Penn doctors also treated 27 ALL patients. All five adults and 19 of the 22 children had complete remissions, an “extraordinarily high” success rate, said Dr. Stephan Grupp at the Children’s Hospital of Philadelphia.
Six have since relapsed, though, and doctors are pondering a second gene therapy attempt.
At the National Cancer Institute, Dr. James Kochenderfer and others have treated 11 patients with lymphoma and four with CLL, starting roughly two years ago. Six had complete remissions, six had partial ones, one has stable disease and it’s too soon to tell for the rest.
Ten other patients were given gene therapy to try to kill leukemia or lymphoma remaining after bone marrow transplants.

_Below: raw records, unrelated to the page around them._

//! Application configuration loaded from CLI, environment, and files.
//!
//! This module provides a unified configuration struct that merges values
//! from command-line arguments, environment variables, and configuration
//! files using ortho-config's layered approach.
//!
//! # Precedence
//!
//! Configuration values are loaded with the following precedence (lowest to
//! highest):
//!
//! 1. **Defaults** – Built-in application defaults
//! 2. **Configuration file** – `.tactful.toml` in current directory, home
//!    directory, or XDG config directory
//! 3. **Environment variables** – `TACTFUL_TONE`, `TACTFUL_API_KEY`, or the
//!    provider variables `OPENROUTER_API_KEY` / `OPENAI_API_KEY`
//! 4. **Command-line arguments** – `--text`/`-x`, `--tone`/`-t`, and friends
//!
//! # Configuration File
//!
//! ```toml
//! tone = "formal"
//! language = "French"
//! models = "mistralai/mistral-7b-instruct@20,openai/gpt-4o-mini"
//! backoff_millis = 500
//! history_log = "~/.local/state/tactful/history.jsonl"
//! ```

use std::env;
use std::path::PathBuf;
use std::time::Duration;

use camino::{Utf8Path, Utf8PathBuf};

use ortho_config::OrthoConfig;
use serde::{Deserialize, Serialize};

use crate::error::RewriteError;
use crate::export::ExportFormat;
use crate::rewrite::{
    CandidateList, DEFAULT_APP_TITLE, DEFAULT_BASE_URL, DEFAULT_LANGUAGE, RewriteRequest, Tone,
};

/// Default candidate list tried when no `models` value is configured.
pub const DEFAULT_MODELS: &str = "openrouter/mistral-7b-instruct";

/// Provider environment variables consulted, in order, when no API key is
/// configured directly.
pub const PROVIDER_API_KEY_VARS: [&str; 2] = ["OPENROUTER_API_KEY", "OPENAI_API_KEY"];

const DEFAULT_TONE: &str = "friendly";
const DEFAULT_TIMEOUT_SECONDS: u64 = 30;
const DEFAULT_BACKOFF_MILLIS: u64 = 1_000;
const DEFAULT_TEMPERATURE: f32 = 0.7;

/// Operation mode determined by CLI arguments.
#[derive(Debug, Clone, Copy, PartialEq, Eq)]
pub enum OperationMode {
    /// Rewrite the text given with `--text`.
    SingleRewrite,
    /// Rewrite every blank-line separated item in `--input-file`.
    BatchRewrite,
    /// Neither text nor an input file was supplied.
    MissingInput,
}

/// Application configuration supporting CLI, environment, and file sources.
///
/// # Environment Variables
///
/// Every field can be set through `TACTFUL_<FIELD>`. The API key additionally
/// falls back to `OPENROUTER_API_KEY` and then `OPENAI_API_KEY`.
///
/// # Example
///
/// ```no_run
/// use ortho_config::OrthoConfig;
/// use tactful::TactfulConfig;
///
/// let config = TactfulConfig::load().expect("failed to load configuration");
/// let candidates = config.candidate_list().expect("valid candidate list");
/// ```
#[derive(Debug, Clone, PartialEq, Deserialize, Serialize, OrthoConfig)]
#[serde(default)]
#[ortho_config(
    prefix = "TACTFUL",
    discovery(
        dotfile_name = ".tactful.toml",
        config_file_name = "tactful.toml",
        app_name = "tactful"
    )
)]
pub struct TactfulConfig {
    /// Raw feedback text to rewrite.
    ///
    /// Can be provided via:
    /// - CLI: `--text <TEXT>` or `-x <TEXT>`
    /// - Environment: `TACTFUL_TEXT`
    #[ortho_config(cli_short = 'x')]
    pub text: Option<String>,

    /// File holding several feedback items separated by blank lines.
    ///
    /// Can be provided via:
    /// - CLI: `--input-file <PATH>` or `-i <PATH>`
    /// - Environment: `TACTFUL_INPUT_FILE`
    #[ortho_config(cli_short = 'i')]
    pub input_file: Option<String>,

    /// Tone label: `friendly`, `formal`, `assertive`, `empathetic`,
    /// `managerial`, or `constructive`.
    ///
    /// Can be provided via:
    /// - CLI: `--tone <TONE>` or `-t <TONE>`
    /// - Environment: `TACTFUL_TONE`
    /// - Config file: `tone = "formal"`
    #[ortho_config(cli_short = 't')]
    pub tone: String,

    /// Language the rewrite must be written in.
    ///
    /// Can be provided via:
    /// - CLI: `--language <LANGUAGE>` or `-l <LANGUAGE>`
    /// - Environment: `TACTFUL_LANGUAGE`
    /// - Config file: `language = "French"`
    #[ortho_config(cli_short = 'l')]
    pub language: String,

    /// Formats the rewrite as a complete email with greeting and closing.
    ///
    /// Can be provided via:
    /// - CLI: `--email` or `-e`
    /// - Config file: `email = true`
    #[ortho_config(cli_short = 'e')]
    pub email: bool,

    /// API key for the chat completions provider.
    ///
    /// Can be provided via:
    /// - CLI: `--api-key <KEY>` or `-k <KEY>`
    /// - Environment: `TACTFUL_API_KEY`, `OPENROUTER_API_KEY`, or
    ///   `OPENAI_API_KEY`
    /// - Config file: `api_key = "..."`
    ///
    /// When no key resolves, every rewrite uses the local fallback.
    #[ortho_config(cli_short = 'k')]
    pub api_key: Option<String>,

    /// Base URL of the OpenAI-compatible chat completions API.
    ///
    /// Can be provided via:
    /// - CLI: `--base-url <URL>`
    /// - Environment: `TACTFUL_BASE_URL`
    /// - Config file: `base_url = "..."`
    #[ortho_config()]
    pub base_url: String,

    /// Comma-separated candidate models, tried in order.
    ///
    /// Each entry is a model identifier, optionally followed by
    /// `@<seconds>` to override the per-attempt timeout, for example
    /// `fast-model@10,slow-model`.
    ///
    /// Can be provided via:
    /// - CLI: `--models <LIST>` or `-m <LIST>`
    /// - Environment: `TACTFUL_MODELS`
    /// - Config file: `models = "..."`
    #[ortho_config(cli_short = 'm')]
    pub models: String,

    /// Default per-attempt timeout in seconds.
    ///
    /// Can be provided via:
    /// - CLI: `--timeout-seconds <SECONDS>`
    /// - Environment: `TACTFUL_TIMEOUT_SECONDS`
    /// - Config file: `timeout_seconds = 30`
    #[ortho_config()]
    pub timeout_seconds: u64,

    /// Pause between failed candidate attempts, in milliseconds.
    ///
    /// Can be provided via:
    /// - CLI: `--backoff-millis <MILLIS>`
    /// - Environment: `TACTFUL_BACKOFF_MILLIS`
    /// - Config file: `backoff_millis = 1000`
    #[ortho_config()]
    pub backoff_millis: u64,

    /// Sampling temperature sent with every request.
    ///
    /// Can be provided via:
    /// - CLI: `--temperature <VALUE>`
    /// - Environment: `TACTFUL_TEMPERATURE`
    /// - Config file: `temperature = 0.7`
    #[ortho_config()]
    pub temperature: f32,

    /// Public application URL sent as the `HTTP-Referer` header.
    ///
    /// Can be provided via:
    /// - CLI: `--app-url <URL>`
    /// - Environment: `TACTFUL_APP_URL`
    /// - Config file: `app_url = "..."`
    #[ortho_config()]
    pub app_url: Option<String>,

    /// Application title sent as the `X-Title` header.
    ///
    /// Can be provided via:
    /// - CLI: `--app-title <TITLE>`
    /// - Environment: `TACTFUL_APP_TITLE`
    /// - Config file: `app_title = "..."`
    #[ortho_config()]
    pub app_title: Option<String>,

    /// Append every completed rewrite to this JSON Lines file.
    ///
    /// Can be provided via:
    /// - CLI: `--history-log <PATH>`
    /// - Environment: `TACTFUL_HISTORY_LOG`
    /// - Config file: `history_log = "..."`
    #[ortho_config()]
    pub history_log: Option<String>,

    /// Built-in export format for the session history (`markdown`, `jsonl`
    /// or `csv`).
    ///
    /// Can be provided via:
    /// - CLI: `--export-format <FORMAT>`
    /// - Environment: `TACTFUL_EXPORT_FORMAT`
    #[ortho_config()]
    pub export_format: Option<String>,

    /// Destination file for the session history export.
    ///
    /// Can be provided via:
    /// - CLI: `--export-path <PATH>`
    /// - Environment: `TACTFUL_EXPORT_PATH`
    #[ortho_config()]
    pub export_path: Option<String>,

    /// Jinja2 template file used to render the session history export.
    ///
    /// Mutually exclusive with `export_format`.
    ///
    /// Can be provided via:
    /// - CLI: `--export-template <PATH>`
    /// - Environment: `TACTFUL_EXPORT_TEMPLATE`
    #[ortho_config()]
    pub export_template: Option<String>,

    /// Writes structured telemetry events to stderr as JSON lines.
    ///
    /// Can be provided via:
    /// - CLI: `--telemetry`
    /// - Config file: `telemetry = true`
    #[ortho_config()]
    pub telemetry: bool,
}

impl Default for TactfulConfig {
    fn default() -> Self {
        Self {
            text: None,
            input_file: None,
            tone: DEFAULT_TONE.to_owned(),
            language: DEFAULT_LANGUAGE.to_owned(),
            email: false,
            api_key: None,
            base_url: DEFAULT_BASE_URL.to_owned(),
            models: DEFAULT_MODELS.to_owned(),
            timeout_seconds: DEFAULT_TIMEOUT_SECONDS,
            backoff_millis: DEFAULT_BACKOFF_MILLIS,
            temperature: DEFAULT_TEMPERATURE,
            app_url: None,
            app_title: Some(DEFAULT_APP_TITLE.to_owned()),
            history_log: None,
            export_format: None,
            export_path: None,
            export_template: None,
            telemetry: false,
        }
    }
}

impl TactfulConfig {
    /// Resolves the provider API key.
    ///
    /// Returns the configured key, or the first non-blank value of
    /// [`PROVIDER_API_KEY_VARS`]. Blank values are treated as absent.
    #[must_use]
    pub fn resolve_api_key(&self) -> Option<String> {
        non_blank(self.api_key.clone()).or_else(|| {
            PROVIDER_API_KEY_VARS
                .iter()
                .find_map(|name| non_blank(env::var(name).ok()))
        })
    }

    /// Parses the configured tone label.
    ///
    /// # Errors
    ///
    /// Returns [`RewriteError::Configuration`] for unknown tone labels.
    pub fn resolve_tone(&self) -> Result<Tone, RewriteError> {
        self.tone
            .parse::<Tone>()
            .map_err(|error| RewriteError::Configuration {
                message: error.to_string(),
            })
    }

    /// Parses `models` into an ordered candidate list using
    /// `timeout_seconds` as the default per-attempt timeout.
    ///
    /// # Errors
    ///
    /// Returns [`RewriteError::Configuration`] when the list is empty,
    /// malformed, or the default timeout is zero.
    pub fn candidate_list(&self) -> Result<CandidateList, RewriteError> {
        if self.timeout_seconds == 0 {
            return Err(RewriteError::Configuration {
                message: "timeout_seconds must be greater than zero".to_owned(),
            });
        }
        CandidateList::parse(&self.models, Duration::from_secs(self.timeout_seconds))
    }

    /// Pause between failed candidate attempts.
    #[must_use]
    pub const fn backoff_delay(&self) -> Duration {
        Duration::from_millis(self.backoff_millis)
    }

    /// Determines the operation mode based on configuration.
    ///
    /// Direct text takes priority over an input file.
    #[must_use]
    pub const fn operation_mode(&self) -> OperationMode {
        if self.text.is_some() {
            OperationMode::SingleRewrite
        } else if self.input_file.is_some() {
            OperationMode::BatchRewrite
        } else {
            OperationMode::MissingInput
        }
    }

    /// Returns the feedback text.
    ///
    /// # Errors
    ///
    /// Returns [`RewriteError::EmptyInput`] if no text was supplied.
    pub fn require_text(&self) -> Result<&str, RewriteError> {
        self.text.as_deref().ok_or(RewriteError::EmptyInput)
    }

    /// Returns the batch input file path.
    ///
    /// # Errors
    ///
    /// Returns [`RewriteError::Configuration`] if no input file was supplied.
    pub fn require_input_file(&self) -> Result<&str, RewriteError> {
        self.input_file
            .as_deref()
            .ok_or_else(|| RewriteError::Configuration {
                message: "input file is required (use --input-file or -i)".to_owned(),
            })
    }

    /// Builds a rewrite request for `text` using the configured tone,
    /// language, and email flag.
    ///
    /// # Errors
    ///
    /// Returns [`RewriteError::Configuration`] for an unknown tone and
    /// [`RewriteError::EmptyInput`] for blank text.
    pub fn rewrite_request(&self, text: &str) -> Result<RewriteRequest, RewriteError> {
        let tone = self.resolve_tone()?;
        Ok(RewriteRequest::new(text, tone)?
            .with_language(self.language.as_str())
            .with_email_format(self.email))
    }

    /// Returns the history log path with a leading `~` expanded to the home
    /// directory.
    ///
    /// # Errors
    ///
    /// Returns [`RewriteError::Configuration`] when the path starts with `~`
    /// and the home directory is unknown or not valid UTF-8.
    pub fn history_log_path(&self) -> Result<Option<Utf8PathBuf>, RewriteError> {
        self.history_log
            .as_deref()
            .map(|path| expand_home(Utf8Path::new(path), dirs::home_dir()))
            .transpose()
    }

    /// Parses the configured export format, if any.
    ///
    /// # Errors
    ///
    /// Returns [`RewriteError::Configuration`] for unsupported formats.
    pub fn resolve_export_format(&self) -> Result<Option<ExportFormat>, RewriteError> {
        self.export_format
            .as_deref()
            .map(str::parse::<ExportFormat>)
            .transpose()
    }

    /// Validates configuration consistency.
    ///
    /// # Errors
    ///
    /// Returns [`RewriteError::Configuration`] when:
    /// - `export_format` names an unsupported format
    /// - both `export_format` and `export_template` are set
    /// - an export is requested without `export_path`
    /// - `temperature` lies outside `0.0..=2.0`
    pub fn validate(&self) -> Result<(), RewriteError> {
        self.resolve_export_format()?;

        if self.export_format.is_some() && self.export_template.is_some() {
            return Err(RewriteError::Configuration {
                message: "--export-format and --export-template cannot be used together"
                    .to_owned(),
            });
        }

        if (self.export_format.is_some() || self.export_template.is_some())
            && self.export_path.is_none()
        {
            return Err(RewriteError::Configuration {
                message: "export requires an output file (use --export-path)".to_owned(),
            });
        }

        if !(0.0..=2.0).contains(&self.temperature) {
            return Err(RewriteError::Configuration {
                message: format!(
                    "temperature must be between 0.0 and 2.0, got {}",
                    self.temperature
                ),
            });
        }

        Ok(())
    }
}

/// Expands a leading `~` component of `path` against `home`.
///
/// `~user` forms are left untouched.
pub(crate) fn expand_home(
    path: &Utf8Path,
    home: Option<PathBuf>,
) -> Result<Utf8PathBuf, RewriteError> {
    let Ok(rest) = path.strip_prefix("~") else {
        return Ok(path.to_path_buf());
    };
    let home = home.ok_or_else(|| RewriteError::Configuration {
        message: format!("cannot expand '{path}': home directory is unknown"),
    })?;
    let home = Utf8PathBuf::from_path_buf(home).map_err(|dir| RewriteError::Configuration {
        message: format!(
            "cannot expand '{path}': home directory '{}' is not valid UTF-8",
            dir.display()
        ),
    })?;
    Ok(home.join(rest))
}

fn non_blank(value: Option<String>) -> Option<String> {
    value.filter(|candidate| !candidate.trim().is_empty())
}

#[cfg(test)]
mod tests;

These patients got infusions of gene-treated blood cells from their transplant donors instead of using their own blood cells. One had a complete remission and three others had significant reduction of their disease.
“They’ve had every treatment known to man. To get any responses is really encouraging,” Kochenderfer said. The cancer institute is working with a Los Angeles biotech firm, Kite Pharma Inc., on its gene therapy approach.
Researchers at Memorial Sloan-Kettering Cancer Center will report on 13 patients with ALL; the University of Texas MD Anderson Cancer Center will report about two-dozen patients with ALL or lymphoma, and Baylor University will give results on 10 patients with lymphoma or myeloma.
Patients are encouraged that relatively few have relapsed.
“We’re still nervous every day because they can’t tell us what’s going to happen tomorrow,” said Tom Whitehead, 8-year-old Emily’s father.
Doug Olson, 67, a scientist for a medical device maker, shows no sign of cancer since gene therapy in September 2010 for CLL he had had since 1996.
“Within one month he was in complete remission. That was just completely unexpected,” said Porter, his doctor at Penn.
Olson ran his first half-marathon in January and no longer worries about how long his remission will last.
“I decided I’m cured. I’m not going to let that hang over my head anymore,” he said.